The only clarifying remark was just to make that the software division, I guess the profitability or the underlying profitability thereof wouldn't have changed because I would have felt that you would be driving EBITDA growth out of that. software business, but ultimately, as you said, it's more of a cost allocation because that is growing revenue and the other departments went down. So you've just shifted it into the software bucket, I guess.
Yeah, it's a funny note. It's hard to get that note perfectly correct, I guess.
All fine. Thank you for your time.
Thanks, Alan.
Thanks, Alan.
Okay. Next question comes from Lachlan Woods at Wilson's Advisory.
Hey, thanks for taking my question. Hey, how are you both going? The first question was just on the, like, at the half, you obviously outlined that you had eight Elastic MPFWI projects. So, well, pilots, sorry. So, is there an update on how many of those have completed? And then, I guess, have you started to win any full, like, contract in terms of, like, actually paying customers or just any update there?

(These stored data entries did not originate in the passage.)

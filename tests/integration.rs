//! Integration tests for the printer-remote control loop.
//!
//! These drive `Remote` end-to-end through mock transport, pins and
//! battery gauge, advancing a simulated millisecond clock.

mod common;

use common::*;
use printer_remote::config::{
    CONNECTION_BLINK_ON_DURATION_MS, CONNECTION_GIVE_UP_DURATION_MS, CONNECTION_LED_PIN,
    IDLE_SLEEP_DURATION_MS,
};
use printer_remote::connection::{ConnectionEdge, ConnectionState};
use printer_remote::input::Button;
use printer_remote::platform::Level;
use printer_remote::power_logic::SleepReason;
use printer_remote::report::ReportEvent;
use printer_remote::Remote;

type TestRemote<'a> = Remote<'a, MockHost, MockIo, MockBattery>;

fn remote(buttons: &[Button], battery: Option<u8>) -> TestRemote<'_> {
    Remote::new(
        buttons,
        MockHost::default(),
        MockIo::default(),
        MockBattery(battery),
    )
}

/// `begin(0)` and connect on the first tick.
fn connected_remote(buttons: &[Button]) -> TestRemote<'_> {
    let mut r = remote(buttons, None);
    r.begin(0);
    r.provider_mut().connected = true;
    assert_eq!(r.tick(0).edge, Some(ConnectionEdge::Established));
    r
}

#[test]
fn begin_starts_advertising_with_led_off() {
    let mut r = remote(&TWO_BUTTONS, None);
    r.begin(0);
    assert_eq!(r.provider().calls, vec![HostCall::StartAdvertising]);
    assert_eq!(r.io().level(CONNECTION_LED_PIN), Some(Level::Low));
    assert_eq!(r.connection_state(), ConnectionState::Disconnected);
}

#[test]
fn press_sequence_reports_only_changes() {
    let mut r = connected_remote(&TWO_BUTTONS);
    let steps: [(&[_], Option<ReportEvent>); 5] = [
        (&[], None),
        (&[PIN_A], Some(ReportEvent::Press { count: 1 })),
        (&[PIN_A], None),
        (&[PIN_A, PIN_B], Some(ReportEvent::Press { count: 2 })),
        (&[], Some(ReportEvent::Release)),
    ];

    for (i, (pressed, expected)) in steps.iter().enumerate() {
        r.io_mut().press(pressed);
        let now = 1_000 * (i as u32 + 1);
        assert_eq!(r.tick(now).report, *expected, "sampling tick {}", i);
    }

    assert_eq!(
        r.provider().key_calls(),
        vec![
            HostCall::Report([0x81, 0, 0, 0, 0, 0]),
            HostCall::Report([0x81, 0x80, 0, 0, 0, 0]),
            HostCall::Release,
        ]
    );
}

#[test]
fn held_button_is_reported_once() {
    let mut r = connected_remote(&TWO_BUTTONS);
    r.io_mut().press(&[PIN_B]);
    for step in 1..=20 {
        r.tick(step * 1_000);
    }
    assert_eq!(r.provider().key_calls(), vec![HostCall::Report([0x80, 0, 0, 0, 0, 0])]);
}

#[test]
fn sampling_waits_for_interval_after_press() {
    let mut r = connected_remote(&TWO_BUTTONS);
    r.io_mut().press(&[PIN_A]);
    assert_eq!(r.tick(999).report, None);
    assert_eq!(r.tick(1_000).report, Some(ReportEvent::Press { count: 1 }));

    r.io_mut().release_all();
    // Press at 1_000 re-armed the gate; release is only seen a second later.
    assert_eq!(r.tick(1_500).report, None);
    assert_eq!(r.tick(2_000).report, Some(ReportEvent::Release));
}

#[test]
fn buttons_ignored_while_disconnected() {
    let mut r = remote(&TWO_BUTTONS, None);
    r.begin(0);
    r.io_mut().press(&[PIN_A]);
    for now in (0..20_000).step_by(500) {
        assert_eq!(r.tick(now).report, None);
    }
    assert_eq!(r.io().reads, 0);
    assert!(r.provider().key_calls().is_empty());
}

#[test]
fn seventh_button_is_truncated() {
    let table = seven_buttons();
    let mut r = connected_remote(&table);
    let pins: Vec<_> = table.iter().map(|b| b.pin).collect();
    r.io_mut().press(&pins);

    assert_eq!(r.tick(1_000).report, Some(ReportEvent::Press { count: 6 }));
    assert_eq!(
        r.provider().key_calls(),
        vec![HostCall::Report([0x04, 0x05, 0x06, 0x07, 0x08, 0x09])]
    );
}

#[test]
fn connection_edges_alternate() {
    let mut r = remote(&TWO_BUTTONS, None);
    r.begin(0);

    // Deterministic pseudo-random connection samples.
    let mut seed: u32 = 0x1234_5678;
    let mut edges = Vec::new();
    for now in 0..2_000u32 {
        seed = seed.wrapping_mul(1_664_525).wrapping_add(1_013_904_223);
        r.provider_mut().connected = (seed >> 28) & 1 == 1;
        if let Some(edge) = r.tick(now).edge {
            edges.push(edge);
        }
    }

    assert!(edges.len() > 10);
    for (i, edge) in edges.iter().enumerate() {
        let expected = if i % 2 == 0 {
            ConnectionEdge::Established
        } else {
            ConnectionEdge::Lost
        };
        assert_eq!(*edge, expected);
    }
}

#[test]
fn lost_connection_moves_to_connecting() {
    let mut r = connected_remote(&TWO_BUTTONS);
    r.provider_mut().connected = false;
    assert_eq!(r.tick(10).edge, Some(ConnectionEdge::Lost));
    assert_eq!(r.connection_state(), ConnectionState::Connecting);
}

#[test]
fn gives_up_connecting_after_duration() {
    let mut r = connected_remote(&TWO_BUTTONS);
    r.tick(100);
    r.provider_mut().connected = false;
    r.tick(101);

    for now in [1_000, 10_000, 20_000, 100 + CONNECTION_GIVE_UP_DURATION_MS] {
        assert_eq!(r.tick(now).sleep, None, "slept early at {}", now);
    }
    assert!(!r.is_asleep());

    let outcome = r.tick(100 + CONNECTION_GIVE_UP_DURATION_MS + 1);
    assert_eq!(outcome.sleep, Some(SleepReason::GaveUpConnecting));
    assert!(r.is_asleep());
    assert_eq!(r.provider().count(HostCall::StopAdvertising), 1);
    assert_eq!(r.io().level(CONNECTION_LED_PIN), Some(Level::Low));
}

#[test]
fn never_paired_gives_up_from_power_on() {
    let mut r = remote(&TWO_BUTTONS, None);
    r.begin(0);
    assert_eq!(r.tick(CONNECTION_GIVE_UP_DURATION_MS).sleep, None);
    assert_eq!(
        r.tick(CONNECTION_GIVE_UP_DURATION_MS + 1).sleep,
        Some(SleepReason::GaveUpConnecting)
    );
}

#[test]
fn asleep_ticks_do_nothing_until_wake() {
    let mut r = remote(&TWO_BUTTONS, None);
    r.begin(0);
    r.tick(CONNECTION_GIVE_UP_DURATION_MS + 1);
    assert!(r.is_asleep());

    let calls = r.provider().calls.len();
    let writes = r.io().writes.len();
    r.provider_mut().connected = true;
    assert!(r.tick(40_000).is_quiet());
    assert!(r.tick(41_000).is_quiet());
    assert_eq!(r.provider().calls.len(), calls);
    assert_eq!(r.io().writes.len(), writes);

    r.wake(50_000);
    assert!(!r.is_asleep());
    assert_eq!(r.provider().count(HostCall::StartAdvertising), 2);
    assert_eq!(r.tick(50_001).edge, Some(ConnectionEdge::Established));
}

#[test]
fn idle_connection_goes_to_sleep() {
    let mut r = connected_remote(&TWO_BUTTONS);
    r.io_mut().press(&[PIN_A]);
    r.tick(1_000);
    r.io_mut().release_all();

    assert_eq!(r.tick(1_000 + IDLE_SLEEP_DURATION_MS).sleep, None);
    assert_eq!(
        r.tick(1_000 + IDLE_SLEEP_DURATION_MS + 1).sleep,
        Some(SleepReason::Idle)
    );
}

#[test]
fn connected_led_pulses_once_per_ten_seconds() {
    let mut r = connected_remote(&TWO_BUTTONS);
    let mut high_ms = 0;
    let mut rising = 0;
    let mut cycle_start = 0;

    for now in 1..=30_000u32 {
        let outcome = r.tick(now);
        if r.state().indicator.cycle_start() != cycle_start {
            cycle_start = r.state().indicator.cycle_start();
        }
        if outcome.indicator == Some(Level::High) {
            rising += 1;
        }
        if now > 10_000 && now <= 20_000 && r.state().indicator.level() == Level::High {
            high_ms += 1;
            assert!(now - cycle_start <= CONNECTION_BLINK_ON_DURATION_MS);
        }
    }

    assert_eq!(rising, 2);
    assert_eq!(high_ms, CONNECTION_BLINK_ON_DURATION_MS);
}

#[test]
fn connecting_led_blinks_faster() {
    let mut r = remote(&TWO_BUTTONS, None);
    r.begin(0);
    let mut rising = 0;
    for now in 0..10_000u32 {
        if r.tick(now).indicator == Some(Level::High) {
            rising += 1;
        }
    }
    assert_eq!(rising, 10);
}

#[test]
fn repeated_tick_at_same_time_writes_nothing() {
    let mut r = connected_remote(&TWO_BUTTONS);
    r.tick(5);
    let writes = r.io().writes.len();
    assert_eq!(r.tick(5).indicator, None);
    assert_eq!(r.tick(5).indicator, None);
    assert_eq!(r.io().writes.len(), writes);
}

#[test]
fn battery_reported_per_connection() {
    let mut r = remote(&TWO_BUTTONS, Some(87));
    r.begin(0);
    r.provider_mut().connected = true;
    assert_eq!(r.tick(10).battery, Some(87));
    assert_eq!(r.tick(20).battery, None);

    r.provider_mut().connected = false;
    r.tick(30);
    r.battery_monitor_mut().0 = Some(86);
    r.provider_mut().connected = true;
    assert_eq!(r.tick(40).battery, Some(86));
    assert_eq!(r.provider().battery_calls(), vec![87, 86]);
}

#[test]
fn clock_wraparound_keeps_sampling() {
    let start = u32::MAX - 1_500;
    let mut r = remote(&TWO_BUTTONS, None);
    r.begin(start);
    r.provider_mut().connected = true;
    r.tick(start);

    r.io_mut().press(&[PIN_A]);
    assert_eq!(r.tick(start.wrapping_add(999)).report, None);
    assert_eq!(
        r.tick(start.wrapping_add(1_000)).report,
        Some(ReportEvent::Press { count: 1 })
    );
    r.io_mut().release_all();
    // Past the wrap: u32::MAX - 500 + 1_000.
    assert_eq!(
        r.tick(start.wrapping_add(2_000)).report,
        Some(ReportEvent::Release)
    );
}
//! Startup orchestration.
//!
//! Order: TLS material → trust store → TLS config → listener → metrics
//! exporter. Any failure is fatal; no port is bound until the certificates
//! have loaded.

use std::net::AddrParseError;
use std::path::Path;
use std::sync::Arc;

use metrics_exporter_prometheus::BuildError;
use thiserror::Error;

use crate::auth::trust::load_trust_store;
use crate::auth::TrustError;
use crate::config::ResponderConfig;
use crate::http::ResponderServer;
use crate::net::{build_tls, Listener, ListenerError, TlsError, TlsMaterial, TlsSetup};
use crate::observability::metrics;

#[derive(Debug, Error)]
pub enum StartupError {
    #[error("TLS setup failed: {0}")]
    Tls(#[from] TlsError),

    #[error("trust store setup failed: {0}")]
    Trust(#[from] TrustError),

    #[error(transparent)]
    Listener(#[from] ListenerError),

    #[error("invalid metrics address: {0}")]
    MetricsAddress(#[from] AddrParseError),

    #[error("failed to start metrics exporter: {0}")]
    Metrics(#[from] BuildError),
}

/// Load certificates and build the TLS setup described by `config`.
/// Returns `None` for plain HTTP.
pub fn prepare_tls(config: &ResponderConfig) -> Result<Option<TlsSetup>, StartupError> {
    let tls = &config.tls;
    if !tls.enabled {
        return Ok(None);
    }

    let material = TlsMaterial::from_files(Path::new(&tls.cert_path), Path::new(&tls.key_path))?;
    tracing::info!(
        cert_path = %tls.cert_path,
        key_path = %tls.key_path,
        chain_length = material.cert_chain.len(),
        "Loaded server certificate"
    );

    let roots = load_trust_store(tls)?;
    Ok(Some(build_tls(material, roots, tls)?))
}

/// Prepare the server, bind its listener and start the metrics exporter
/// when one is configured.
pub async fn start(config: ResponderConfig) -> Result<(ResponderServer, Listener), StartupError> {
    let tls = prepare_tls(&config)?;
    let listener = Listener::bind(&config.listener).await?;
    if let Some(address) = &config.observability.metrics_address {
        metrics::init_metrics(address.parse()?)?;
    }
    let server = ResponderServer::new(Arc::new(config), tls);
    Ok((server, listener))
}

yeah we've absolutely got standard full-blown elastic mpfwi projects now um in terms of how many of them completed a couple of the big ones um like for a ramco and adnok have not completed they're still underway but the results are quite staggeringly good they've got everybody everybody quite amazed clients and us so i would expect them to move to to a project um But a number of complete and a number of turned into work. I can't think of any that have done, that are completed that haven't turned into a project, to be honest. I'm sure there is one. I just can't think of it at the top of my head. So that's flowing onto projects very nicely.
And then when you think through, I guess, like the pipeline, like what would you say is like the rough mix of like Elastic versus, you know, traditional NPFWI versus, I guess, other work in the contract book?
Dan knows the answer to that, I think.
Yeah, so I think what we've, you know, in FY24, we had the one third of services revenue was MPFWI. And then what we've seen, especially through this second half, is we're seeing that split start to climb above 50% now so you know more than 50% of the awards are for MPFWI and we're seeing that then come through the order book so you know it seems to be pretty steadily climbing now to a point where we're over half half the half the order book half over half the wins um And I think that's what we expect. You know, we expect that to continue and we expect the proportion of conventional versus MPFWI to kind of to keep skewing to MPFWI as that technology is really genuinely accepted now, accepted, desired in the industry.
Yeah, thank you. On the elastic question, Lachlan, top of my head guess is that half of those NPFWI project or half the revenue, not half, is now elastic. But everybody wants elastic. but they might not have the budget to do it just yet. So the budget cycle needs to renew. People need to see results and they need to add more money into the budgets for next year, I think, and we'll see a lot more Elastic come up, even more than what we are now. But everybody wants Elastic. There's very few people who don't want Elastic and don't think it's worth it. They just don't necessarily have it in the budget right at the minute.
Yeah, thank you. And then just going back to the first one, I know, like you said, there's eight Elastic. There was eight Elastic. And I believe if I remember correctly, you did one pilot in each of the major like oil and gas basins, as you could use it as like a, then a case study for, for winning, I guess, customers in that region. And obviously like certain basins have larger contracts. So are you able to kind of talk through which pilots you've completed, like which oil and gas basins, like I assume Middle East is still ongoing, but like.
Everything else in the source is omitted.